EXERCISE INPUTS.
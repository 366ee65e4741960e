pub mod ffmpeg;

use std::path::Path;

use thiserror::Error;

use crate::timecode::Timecode;

#[derive(Error, Debug)]
pub enum BackendError {
    #[error("failed to initialize backend: {0}")]
    Initialization(String),
    #[error("failed to launch {tool}: {source}")]
    Launch {
        tool: &'static str,
        source: std::io::Error,
    },
    #[error("probe failed: {0}")]
    Probe(String),
    #[error("duration unavailable: {0}")]
    DurationUnavailable(String),
    #[error("cut failed for {output}: {message}")]
    Cut { output: String, message: String },
}

/// The external media tool, seen from the core as two capabilities: report
/// the source's total duration, and copy one time-bounded segment out of it.
///
/// The core never inspects the tool's output beyond success/failure and never
/// retries; a trait boundary here lets the planner and runner be exercised
/// with a canned backend instead of a real subprocess.
pub trait MediaBackend {
    /// Total duration of the source, in seconds
    fn probe_duration(&self, source: &Path) -> Result<f64, BackendError>;

    /// Write the `start..end` segment of `source` to `output`
    fn cut(
        &self,
        source: &Path,
        start: Timecode,
        end: Timecode,
        output: &Path,
    ) -> Result<(), BackendError>;
}
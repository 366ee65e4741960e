use std::path::Path;

use color_eyre::eyre::{Result, bail};
use splitting::backend::ffmpeg::FfmpegBackend;
use splitting::{FailurePolicy, MediaBackend, NameTemplate, Runner, Timecode, Timeline, plan_clips};
use tracing::info;

/// Skeleton timestamp file written by `clip_cli init`
pub const EXAMPLE_TIMELINE: &str = "\
# Ordered map of start time -> clip label.
# Each clip ends where the next one starts; the last clip runs to the
# end of the video.
\"00:00:00\": Intro
\"00:05:00\": Main
\"00:10:00\": Outro
";

/// Cut the source into clips according to the timestamp file
pub fn split(
    input: &Path,
    timestamps: &Path,
    output_dir: &Path,
    template: &str,
    on_error: FailurePolicy,
) -> Result<()> {
    let template: NameTemplate = template.parse()?;
    let timeline = Timeline::from_yaml_file(timestamps)?;
    info!(
        "loaded {} timestamp entries from {}",
        timeline.len(),
        timestamps.display()
    );

    let runner = Runner::new(FfmpegBackend::new()?).with_policy(on_error);
    let summary = runner.run(input, &timeline, output_dir, &template)?;

    info!(
        "created {} clips in {}",
        summary.created,
        output_dir.display()
    );
    Ok(())
}

/// Probe and plan, print the plans, cut nothing
pub fn plan(input: &Path, timestamps: &Path, template: &str, json: bool) -> Result<()> {
    let template: NameTemplate = template.parse()?;
    let timeline = Timeline::from_yaml_file(timestamps)?;

    let backend = FfmpegBackend::new()?;
    let duration = backend.probe_duration(input)?;
    let plans = plan_clips(
        timeline.entries(),
        Timecode::from_secs_f64(duration),
        &template,
    );

    if json {
        println!("{}", serde_json::to_string_pretty(&plans)?);
        return Ok(());
    }

    for plan in &plans {
        println!(
            "{:>3}  {} -> {}  {}",
            plan.index, plan.start, plan.end, plan.output_name
        );
    }
    println!(
        "{} clips over {}",
        plans.len(),
        Timecode::from_secs_f64(duration)
    );
    Ok(())
}

/// Print the probed total duration of a video
pub fn probe(input: &Path) -> Result<()> {
    let backend = FfmpegBackend::new()?;
    let duration = backend.probe_duration(input)?;
    println!("{duration:.3} s ({})", Timecode::from_secs_f64(duration));
    Ok(())
}

/// Write an example timestamp file to start from
pub fn init(output: &Path) -> Result<()> {
    if output.exists() {
        bail!("refusing to overwrite {}", output.display());
    }
    std::fs::write(output, EXAMPLE_TIMELINE)?;
    info!("wrote example timestamp file to {}", output.display());
    Ok(())
}

#[cfg(test)]
mod tests {
    use super::*;

    #[test]
    fn example_timeline_parses_in_order() {
        let timeline = Timeline::from_yaml(EXAMPLE_TIMELINE).unwrap();
        assert_eq!(timeline.len(), 3);
        assert_eq!(timeline.entries()[0].label, "Intro");
        assert_eq!(timeline.entries()[2].start.as_secs_f64(), 600.0);
    }

    #[test]
    fn init_refuses_to_overwrite() {
        let path = std::env::temp_dir().join("clip-cli-init-existing.yml");
        std::fs::write(&path, "existing").unwrap();
        assert!(init(&path).is_err());
        assert_eq!(std::fs::read_to_string(&path).unwrap(), "existing");
        std::fs::remove_file(&path).ok();
    }

    #[test]
    fn init_writes_a_parseable_timeline() {
        let path = std::env::temp_dir().join("clip-cli-init-fresh.yml");
        std::fs::remove_file(&path).ok();
        init(&path).unwrap();
        assert!(Timeline::from_yaml_file(&path).is_ok());
        std::fs::remove_file(&path).ok();
    }
}
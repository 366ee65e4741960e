//! Split one video into named clips from an ordered timestamp list,
//! delegating the actual media work to an external backend (ffmpeg).

pub mod backend;
pub mod naming;
pub mod planner;
pub mod timecode;
pub mod timeline;

use std::path::Path;

use strum::{Display, EnumString, VariantNames};
use thiserror::Error;
use tracing::{error, info, warn};

pub use backend::{BackendError, MediaBackend};
pub use naming::NameTemplate;
pub use planner::{ClipPlan, plan_clips};
pub use timecode::Timecode;
pub use timeline::{Timeline, TimestampEntry};

#[derive(Error, Debug)]
pub enum SplitError {
    #[error("backend error: {0}")]
    Backend(#[from] BackendError),
    #[error("invalid timestamp file: {0}")]
    InvalidTimestampFile(#[from] timeline::TimelineError),
    #[error("invalid output template: {0}")]
    InvalidTemplate(#[from] naming::TemplateError),
    #[error("source file not found: {0}")]
    SourceNotFound(String),
    #[error("cannot create output directory {path}: {source}")]
    OutputDir {
        path: String,
        source: std::io::Error,
    },
    #[error("{failed} of {total} clips failed")]
    ClipsFailed { failed: usize, total: usize },
}

/// What to do when a single cut fails. Either way the run as a whole fails
/// once any clip has failed; the policy only decides whether the remaining
/// clips are still attempted.
#[derive(Debug, Clone, Copy, PartialEq, Eq, Default, Display, EnumString, VariantNames)]
#[strum(serialize_all = "snake_case")]
pub enum FailurePolicy {
    /// Log the failed clip and keep cutting the rest
    #[default]
    Continue,
    /// Stop at the first failed cut
    Abort,
}

#[derive(Debug, Clone, Copy, Default, PartialEq, Eq)]
pub struct RunSummary {
    pub created: usize,
}

/// Drives a whole split: probe once, plan once, cut once per planned clip,
/// sequentially. Generic over the backend so the orchestration can be tested
/// against a canned one.
pub struct Runner<B: MediaBackend> {
    backend: B,
    policy: FailurePolicy,
}

impl<B: MediaBackend> Runner<B> {
    pub fn new(backend: B) -> Self {
        Self {
            backend,
            policy: FailurePolicy::default(),
        }
    }

    pub fn with_policy(mut self, policy: FailurePolicy) -> Self {
        self.policy = policy;
        self
    }

    pub fn backend(&self) -> &B {
        &self.backend
    }

    pub fn run(
        &self,
        source: &Path,
        timeline: &Timeline,
        output_dir: &Path,
        template: &NameTemplate,
    ) -> Result<RunSummary, SplitError> {
        if timeline.is_empty() {
            info!("timestamp file has no entries, nothing to do");
            return Ok(RunSummary::default());
        }

        if !source.exists() {
            return Err(SplitError::SourceNotFound(source.display().to_string()));
        }

        let duration = self.backend.probe_duration(source)?;
        let plans = plan_clips(
            timeline.entries(),
            Timecode::from_secs_f64(duration),
            template,
        );

        std::fs::create_dir_all(output_dir).map_err(|source| SplitError::OutputDir {
            path: output_dir.display().to_string(),
            source,
        })?;

        let mut failed = 0usize;
        for plan in &plans {
            if plan.end <= plan.start {
                // Entry order is taken as-is; flag the ones that cannot be
                // chronological.
                warn!(
                    "clip {} ({:?}) has non-positive length: {} -> {}",
                    plan.index, plan.label, plan.start, plan.end
                );
            }

            let output = output_dir.join(&plan.output_name);
            info!(
                "cutting clip {}/{} {:?}: {} -> {}",
                plan.index,
                plans.len(),
                plan.label,
                plan.start,
                plan.end
            );

            match self.backend.cut(source, plan.start, plan.end, &output) {
                Ok(()) => info!("created clip: {}", output.display()),
                Err(e) => {
                    failed += 1;
                    error!("clip {} failed: {e}", plan.index);
                    if self.policy == FailurePolicy::Abort {
                        return Err(SplitError::Backend(e));
                    }
                }
            }
        }

        if failed > 0 {
            return Err(SplitError::ClipsFailed {
                failed,
                total: plans.len(),
            });
        }

        Ok(RunSummary {
            created: plans.len(),
        })
    }
}
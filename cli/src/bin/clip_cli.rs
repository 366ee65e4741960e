use clap::{Parser, Subcommand};
use color_eyre::eyre::Result;
use splitting::{FailurePolicy, NameTemplate};
use std::path::PathBuf;
use tracing_subscriber::{self, EnvFilter};

#[derive(Parser)]
#[command(author, version, about, long_about = None)]
struct Cli {
    #[command(subcommand)]
    command: Commands,
}

#[derive(Subcommand)]
enum Commands {
    /// Split a video into clips at the listed timestamps
    Split {
        /// Path to the source video
        #[arg(short, long)]
        input: PathBuf,
        /// Path to the YAML timestamp file (start time: label)
        #[arg(short, long)]
        timestamps: PathBuf,
        /// Directory the clips are written to
        #[arg(short, long)]
        output_dir: PathBuf,
        /// Output name template with {index} and {label} placeholders
        #[arg(long, default_value = NameTemplate::DEFAULT)]
        template: String,
        /// What to do when a single clip fails (continue, abort)
        #[arg(long, default_value_t = FailurePolicy::Continue)]
        on_error: FailurePolicy,
    },
    /// Show the planned clips without cutting anything
    Plan {
        /// Path to the source video
        #[arg(short, long)]
        input: PathBuf,
        /// Path to the YAML timestamp file (start time: label)
        #[arg(short, long)]
        timestamps: PathBuf,
        /// Output name template with {index} and {label} placeholders
        #[arg(long, default_value = NameTemplate::DEFAULT)]
        template: String,
        /// Print the plans as JSON
        #[arg(long)]
        json: bool,
    },
    /// Print the total duration of a video
    Probe {
        /// Path to the source video
        #[arg(short, long)]
        input: PathBuf,
    },
    /// Write an example timestamp file
    Init {
        /// Where to write the example file
        #[arg(short, long)]
        output: PathBuf,
    },
}

fn main() -> Result<()> {
    color_eyre::install()?;

    tracing_subscriber::fmt()
        .with_env_filter(
            EnvFilter::try_from_default_env().unwrap_or_else(|_| EnvFilter::new("info")),
        )
        .init();

    let cli = Cli::parse();

    match &cli.command {
        Commands::Split {
            input,
            timestamps,
            output_dir,
            template,
            on_error,
        } => cli::split(input, timestamps, output_dir, template, *on_error),
        Commands::Plan {
            input,
            timestamps,
            template,
            json,
        } => cli::plan(input, timestamps, template, *json),
        Commands::Probe { input } => cli::probe(input),
        Commands::Init { output } => cli::init(output),
    }
}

TO DO. All lines in the listing above that contain "Commands" should be shown.

THE ANSWER.
    command: Commands,
enum Commands {
        Commands::Split {
        Commands::Plan {
        Commands::Probe { input } => cli::probe(input),
        Commands::Init { output } => cli::init(output),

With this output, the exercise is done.